Sweet-voiced Audrey Espey has loved vocal performance since childhood. One night when she was eight years old, she was caroling Hark the Herald Angels Sing around the house and realized that she wanted to learn how to sing. Soon after, she joined the Contra Costa Children’s Chorus and has been a vocal musician ever since.
A young professional fresh out of college, Audrey works as an Associate Media Developer at a Belmont textbook company. She joined WomenSing a year ago and has discovered her joy in being part of a group of women and in making music with the group. “It is especially rewarding since I am one of the youngest singers in the group, and the other women can serve as role models to me,” says Audrey. “I think many people think that young adults don’t want contact with anyone beyond their generation, but I find that connecting with other strong, intelligent women is invaluable.” She appreciates this first time belonging to a choir that is “not full of teenagers or college students,” and has found that “when singers are comfortable with themselves and are there to do something they love, the learning experience becomes more valuable and enjoyable.”

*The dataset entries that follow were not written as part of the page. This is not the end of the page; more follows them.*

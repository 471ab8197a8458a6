//! Stream discovery.
//!
//! Samples the input files of every configured table, infers a schema from
//! the samples and persists the resulting catalog.

use serde_json::{Map, Value, json};
use snafu::prelude::*;
use tracing::{info, warn};

use crate::catalog::{Catalog, MetadataEntry, StreamDefinition};
use crate::config::{Config, TableSpec};
use crate::emit;
use crate::error::{
    DiscoveryError, DiscoveryStorageSnafu, InferenceSnafu, NoStreamsFoundSnafu, PersistSnafu,
    SampleSnafu,
};
use crate::metrics::events::RowsSampled;
use crate::schema::{infer_schema, stream_schema};
use crate::source::{CsvReader, sample_rows};
use crate::storage::StorageProvider;
use crate::types::RowSample;

/// Build a stream definition for every table with sampled rows, in
/// configuration order.
pub async fn discover_streams(
    config: &Config,
    storage: &StorageProvider,
) -> Result<Vec<StreamDefinition>, DiscoveryError> {
    let mut streams = Vec::with_capacity(config.tables.len());

    for table in &config.tables {
        let samples = sample_table(table, storage).await?;
        if samples.is_empty() {
            warn!(
                table = %table.table_name,
                "No sampled rows found; skipping table during discovery"
            );
            continue;
        }

        let fragment = infer_schema(&samples, table).context(InferenceSnafu {
            table: &table.table_name,
        })?;
        let schema = stream_schema(&fragment);
        streams.push(stream_definition(config, table, schema));
    }

    Ok(streams)
}

/// Sample rows from the oldest `max_files` input files of a table.
async fn sample_table(
    table: &TableSpec,
    storage: &StorageProvider,
) -> Result<Vec<RowSample>, DiscoveryError> {
    let files = storage
        .input_files_for_table(table, None)
        .await
        .context(DiscoveryStorageSnafu {
            table: &table.table_name,
        })?;

    let reader = CsvReader::for_table(table);
    let mut samples = Vec::new();

    for file in files.iter().take(table.max_files) {
        let content = storage
            .get(&file.location)
            .await
            .context(DiscoveryStorageSnafu {
                table: &table.table_name,
            })?;
        let result = reader.read(content, file.key()).context(SampleSnafu {
            table: &table.table_name,
        })?;

        let sampled = sample_rows(result.rows, table.sample_rate, table.max_records);
        info!(
            table = %table.table_name,
            "Sampled {} rows from {}",
            sampled.len(),
            file.key()
        );
        emit!(RowsSampled {
            count: sampled.len() as u64,
        });
        samples.extend(sampled);
    }

    Ok(samples)
}

/// Assemble the catalog entry of a table from its stream schema.
pub fn stream_definition(config: &Config, table: &TableSpec, schema: Value) -> StreamDefinition {
    let stream_id = config.stream_id(table);

    let mut root = Map::new();
    root.insert(
        "table-key-properties".to_string(),
        json!(table.key_properties),
    );
    let mut metadata = vec![MetadataEntry::root(root)];

    if let Some(properties) = schema.get("properties").and_then(Value::as_object) {
        for name in properties.keys() {
            let inclusion = if table.key_properties.contains(name) {
                "automatic"
            } else {
                "available"
            };
            let mut entry = Map::new();
            entry.insert("inclusion".to_string(), json!(inclusion));
            metadata.push(MetadataEntry::property(name, entry));
        }
    }

    StreamDefinition {
        tap_stream_id: stream_id.clone(),
        stream: stream_id,
        schema,
        metadata,
    }
}

/// Discover streams and persist the catalog to `config.catalog_path`.
///
/// Zero streams is an error unless `warning_if_no_files` is set, in which
/// case an empty catalog is written.
pub async fn do_discover(
    config: &Config,
    storage: &StorageProvider,
) -> Result<Catalog, DiscoveryError> {
    info!("Starting discover");

    let streams = discover_streams(config, storage).await?;
    if streams.is_empty() {
        ensure!(config.warning_if_no_files, NoStreamsFoundSnafu);
        info!("No streams found; writing an empty catalog");
    }

    let catalog = Catalog::new(streams);
    catalog.save(&config.catalog_path).context(PersistSnafu)?;

    info!("Finished discover");
    Ok(catalog)
}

Audrey especially enjoyed WomenSing’s Youth Inspiring Youth workshop earlier this year and was fascinated to hear several composers discuss the process of setting a text to music. “I liked that the choir got to serve as composer Julia Seeholzer’s guinea pig for trying out new ideas,” Audrey says. She also enjoyed the clinicians’ mini symposium about setting a text to music, since “text is what makes singing so unique and enjoyable. Composing with words is a whole art form in itself, so it was interesting to hear about how these composers approached that.”
So far, this talented soprano’s favorite WomenSing piece has been Bright Morning Stars Are Rising. “It’s a beautiful and moving piece and incorporates all that I love about choral singing: intertwining voice parts and beautiful harmonies. Choral singing is so fun because you can make so MUCH sound and it’s interesting and complex sound.” Audrey feels that it is even more enjoyable to sing in choirs than to listen to them. “When you are singing in a choir you are completely enveloped by the sound. Bright Morning Stars is one of those songs that just washes you with sound. I also think the lyrics of the song are very moving and beautiful and hold a particular importance for women. The line ‘Oh, where are our dear mothers?’ never fails to make me cry….It is comforting to think that I am singing this line with other women who are mothers, who have mothers, and who have possibly lost their mothers or grandmothers, and yet we are all still together making music and that the sound is sweet and hopeful.”
Though Audrey can speak eloquently, she keeps her answer brief when asked the reason she is eager to return next semester to WomenSing. She responds simply, “The quality of the music we make.”